CA Lyon, 8e ch., 4 septembre 2024, n° 23/05602
LYON
Arrêt
Infirmation partielle
PARTIES
Défendeur :
Gem's (SCI)
COMPOSITION DE LA JURIDICTION
Président :
Mme Boisselet
Conseillers :
Mme Masson-Bessou, M. D'Ussel
Avocats :
Me Lalliard, Me Balas
Exposé du litige
Le 25 octobre 2010 la SCI GEM'S a donné à bail à la société Le living un local commercial situé [Adresse 1], moyennant un loyer mensuel initial hors taxes de 800 €.
Le 13 octobre 2015, la société Le Living a cédé avec l'accord du bailleur son fonds de commerce à la société La Parisienne de [Localité 3].
En date du 20 décembre 2022, la SCI GEM'S a délivré à la société La Parisienne de Lyon un commandement de payer visant la clause résolutoire du bail pour règlement d'un arriéré de loyers de 2 566,32 €.
Soutenant que les causes du commandement n'avaient pas été apurées dans les délais, la SCI GEM'S a le 27 février 2023 assigné la société La Parisienne de Lyon devant le juge des référés du Tribunal judiciaire de lyon aux fins de voir au principal constater l'acquisition de la clause résolutoire et qu'il soit statué sur ses conséquences, la voir condamnée également à lui payer à titre provisionnel les sommes de 4 975,60 € au titre de l'arriéré locatif arrêté au 7 février 2023, et de 995,12 € au titre de la clause pénale prévue au contrat de bail.
La société La Parisienne de [Localité 3] n'a pas comparu.

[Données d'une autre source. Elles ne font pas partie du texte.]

use axum::{
    extract::{Path, State},
    Extension, Json,
};
use chrono::{Duration, NaiveDate};
use rust_decimal::Decimal;
use serde::Serialize;
use serde_json::{json, Value};
use std::collections::BTreeMap;

use crate::commands::{crop, customer, dashboard, field, harvest, input, livestock, product, sale, task};
use crate::db::{
    Crop, Customer, FarmInput, Field, Harvest, HarvestByCrop, Livestock, Product, RevenueByMonth,
    Sale, SalesByProduct, Task,
};
use crate::error::AgriResult;
use crate::middleware::auth::Claims;
use crate::permissions::{nav_items, require_view, Role, ViewId};
use crate::state::AppState;

#[derive(Debug, Serialize)]
pub struct NavItem {
    pub id: ViewId,
    pub label: &'static str,
}

pub async fn get_nav(Extension(claims): Extension<Claims>) -> Json<Vec<NavItem>> {
    let items = nav_items(claims.role())
        .into_iter()
        .map(|id| NavItem {
            id,
            label: id.label(),
        })
        .collect();
    Json(items)
}

/// Resolves a navigation identifier to its view payload: the kind's rows
/// paired with the summary aggregates its table header shows.
pub async fn resolve_view(
    State(state): State<AppState>,
    Extension(claims): Extension<Claims>,
    Path(view): Path<String>,
) -> AgriResult<Json<Value>> {
    // Unrecognized identifiers cannot be reached through role-filtered
    // navigation; the fallback mirrors the default screen.
    let view = view.parse::<ViewId>().unwrap_or(ViewId::Dashboard);
    require_view(&claims, view)?;

    let pool = &state.pool;
    let today = chrono::Local::now().date_naive();

    let payload = match view {
        ViewId::Dashboard => {
            let stats = dashboard::dashboard_stats(pool, &claims).await?;
            json!({ "view": view, "stats": stats })
        }
        ViewId::Fields => {
            let rows = field::fetch_fields(pool).await?;
            json!({ "view": view, "summary": field_summary(&rows), "rows": rows })
        }
        ViewId::Crops => {
            let rows = crop::fetch_crops(pool).await?;
            json!({ "view": view, "summary": crop_summary(&rows), "rows": rows })
        }
        ViewId::Livestock => {
            let rows = livestock::fetch_livestock(pool).await?;
            json!({ "view": view, "summary": livestock_summary(&rows), "rows": rows })
        }
        ViewId::Inputs => {
            let rows = input::fetch_inputs(pool).await?;
            json!({ "view": view, "summary": input_summary(&rows), "rows": rows })
        }
        ViewId::Products => {
            let rows = product::fetch_products(pool).await?;
            json!({ "view": view, "summary": product_summary(&rows), "rows": rows })
        }
        ViewId::Harvests => {
            let rows = harvest::fetch_harvests(pool).await?;
            json!({ "view": view, "summary": harvest_summary(&rows), "rows": rows })
        }
        ViewId::Sales => {
            let rows = sale::fetch_sales(pool).await?;
            json!({ "view": view, "summary": sales_summary(&rows, today), "rows": rows })
        }
        ViewId::Tasks => {
            let mut rows = task::fetch_tasks(pool).await?;
            // Staff only see their own assignments.
            if claims.role() == Role::Staff {
                rows.retain(|t| t.assigned_to == Some(claims.user_id));
            }
            json!({ "view": view, "summary": task_summary(&rows, today), "rows": rows })
        }
        ViewId::Reports => {
            let revenue_by_month: Vec<RevenueByMonth> = sqlx::query_as(
                "SELECT to_char(sale_date, 'YYYY-MM') AS month, COUNT(*) AS order_count, \
                 COALESCE(SUM(total_amount), 0) AS total_revenue \
                 FROM sales GROUP BY 1 ORDER BY 1",
            )
            .fetch_all(pool)
            .await?;
            let harvests_by_crop: Vec<HarvestByCrop> = sqlx::query_as(
                "SELECT COALESCE(c.name, 'Unknown') AS crop_name, COUNT(*) AS harvest_count, \
                 COALESCE(SUM(h.quantity), 0) AS total_quantity \
                 FROM harvests h LEFT JOIN crops c ON c.id = h.crop_id \
                 GROUP BY 1 ORDER BY total_quantity DESC",
            )
            .fetch_all(pool)
            .await?;
            let sales_by_product: Vec<SalesByProduct> = sqlx::query_as(
                "SELECT COALESCE(p.name, 'Unknown') AS product_name, \
                 COALESCE(SUM(s.quantity), 0) AS units_sold, \
                 COALESCE(SUM(s.total_amount), 0) AS total_revenue \
                 FROM sales s LEFT JOIN products p ON p.id = s.product_id \
                 GROUP BY 1 ORDER BY total_revenue DESC",
            )
            .fetch_all(pool)
            .await?;
            json!({
                "view": view,
                "revenue_by_month": revenue_by_month,
                "harvests_by_crop": harvests_by_crop,
                "sales_by_product": sales_by_product,
            })
        }
        ViewId::Customers => {
            let rows = customer::fetch_customers(pool).await?;
            json!({ "view": view, "summary": customer_summary(&rows), "rows": rows })
        }
        ViewId::Marketplace => {
            let rows = product::fetch_available_products(pool).await?;
            let product_types: Vec<String> = {
                let mut types: Vec<String> =
                    rows.iter().map(|p| p.product_type.clone()).collect();
                types.sort();
                types.dedup();
                types
            };
            json!({ "view": view, "product_types": product_types, "rows": rows })
        }
        ViewId::MyOrders => {
            let sales = sale::fetch_sales(pool).await?;
            let rows = my_orders(sales, &claims);
            json!({ "view": view, "summary": my_orders_summary(&rows), "rows": rows })
        }
    };

    Ok(Json(payload))
}

pub fn field_summary(fields: &[Field]) -> Value {
    let active = fields.iter().filter(|f| f.status == "active").count();
    let total_acreage: Decimal = fields.iter().map(|f| f.size).sum();
    let irrigated = fields
        .iter()
        .filter(|f| f.irrigation_system.as_deref().map_or(false, |s| !s.is_empty()))
        .count();
    json!({
        "total": fields.len(),
        "active": active,
        "total_acreage": total_acreage,
        "irrigated": irrigated,
    })
}

pub fn crop_summary(crops: &[Crop]) -> Value {
    let growing = crops.iter().filter(|c| c.status != "harvested").count();
    let total_area: Decimal = crops.iter().map(|c| c.area).sum();
    json!({
        "total": crops.len(),
        "growing": growing,
        "total_area": total_area,
    })
}

pub fn livestock_summary(livestock: &[Livestock]) -> Value {
    let healthy = livestock.iter().filter(|l| l.health_status == "healthy").count();
    let mut by_type: BTreeMap<&str, usize> = BTreeMap::new();
    for animal in livestock {
        *by_type.entry(animal.animal_type.as_str()).or_default() += 1;
    }
    json!({
        "total": livestock.len(),
        "healthy": healthy,
        "by_type": by_type,
    })
}

pub fn input_summary(inputs: &[FarmInput]) -> Value {
    let low_stock = inputs
        .iter()
        .filter(|i| i.quantity_in_stock <= i.reorder_level)
        .count();
    let stock_value: Decimal = inputs
        .iter()
        .map(|i| i.quantity_in_stock * i.cost_per_unit)
        .sum();
    json!({
        "total": inputs.len(),
        "low_stock": low_stock,
        "stock_value": stock_value,
    })
}

pub fn product_summary(products: &[Product]) -> Value {
    let available = products.iter().filter(|p| p.status == "available").count();
    let inventory_value: Decimal = products
        .iter()
        .map(|p| p.quantity_available * p.price_per_unit)
        .sum();
    json!({
        "total": products.len(),
        "available": available,
        "inventory_value": inventory_value,
    })
}

pub fn harvest_summary(harvests: &[Harvest]) -> Value {
    let mut quantity_by_quality: BTreeMap<&str, Decimal> = BTreeMap::new();
    for harvest in harvests {
        *quantity_by_quality
            .entry(harvest.quality.as_str())
            .or_insert(Decimal::ZERO) += harvest.quantity;
    }
    json!({
        "total": harvests.len(),
        "quantity_by_quality": quantity_by_quality,
    })
}

pub fn sales_summary(sales: &[Sale], today: NaiveDate) -> Value {
    let week_ago = today - Duration::days(7);
    let total_revenue: Decimal = sales.iter().map(|s| s.total_amount).sum();
    let paid = sales.iter().filter(|s| s.payment_status == "paid").count();
    let pending_deliveries = sales.iter().filter(|s| s.delivery_status == "pending").count();
    let recent: Vec<&Sale> = sales.iter().filter(|s| s.sale_date >= week_ago).collect();
    let recent_revenue: Decimal = recent.iter().map(|s| s.total_amount).sum();
    let mut by_payment_method: BTreeMap<&str, usize> = BTreeMap::new();
    for sale in sales {
        *by_payment_method.entry(sale.payment_method.as_str()).or_default() += 1;
    }
    json!({
        "total": sales.len(),
        "total_revenue": total_revenue,
        "paid": paid,
        "pending_deliveries": pending_deliveries,
        "recent_count": recent.len(),
        "recent_revenue": recent_revenue,
        "by_payment_method": by_payment_method,
    })
}

pub fn task_summary(tasks: &[Task], today: NaiveDate) -> Value {
    let pending = tasks.iter().filter(|t| t.status == "pending").count();
    let in_progress = tasks.iter().filter(|t| t.status == "in-progress").count();
    let completed = tasks.iter().filter(|t| t.status == "completed").count();
    let overdue = tasks
        .iter()
        .filter(|t| t.due_date < today && t.status != "completed" && t.status != "cancelled")
        .count();
    json!({
        "total": tasks.len(),
        "pending": pending,
        "in_progress": in_progress,
        "completed": completed,
        "overdue": overdue,
    })
}

pub fn customer_summary(customers: &[Customer]) -> Value {
    json!({ "total": customers.len() })
}

pub fn my_orders(sales: Vec<Sale>, claims: &Claims) -> Vec<Sale> {
    sales
        .into_iter()
        .filter(|s| {
            s.customer_name == claims.full_name
                || (claims.phone.is_some() && s.customer_phone == claims.phone)
        })
        .collect()
}

pub fn my_orders_summary(orders: &[Sale]) -> Value {
    let total_spent: Decimal = orders.iter().map(|o| o.total_amount).sum();
    let pending = orders.iter().filter(|o| o.delivery_status == "pending").count();
    let completed = orders
        .iter()
        .filter(|o| o.delivery_status == "delivered" || o.delivery_status == "picked_up")
        .count();
    json!({
        "total": orders.len(),
        "total_spent": total_spent,
        "pending": pending,
        "completed": completed,
    })
}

Par ordonnance du 9 mai 2023, le juge des référés a :
Constaté l'acquisition de la clause résolutoire au 21 janvier 2023 ;
Condamné la société La Parisienne de [Localité 3] à payer à la société GEM'S la somme provisionnelle de 4.975,00 € au titre des loyers et charges arrêtés au mois de février 2023 ; Condamné la société La Parisienne de [Localité 3] et tout occupant de son chef à quitter les lieux, si besoin est par expulsion avec le concours si nécessaire de la force publique et d'un serrurier.
Condamné la société La Parisienne de [Localité 3] à payer une indemnité d'occupation provisionnelle d'un montant équivalent à celui des loyers et des charges du mois de mars 2023 jusqu'au départ effectif des lieux ;
Dit n'y avoir lieu à application de la clause pénale ;
Condamné la société La Parisienne de [Localité 3] aux entiers dépens et à payer à la société GEM'S la somme de 800 € par application des dispositions de l'article 700 du Code de procédure civile.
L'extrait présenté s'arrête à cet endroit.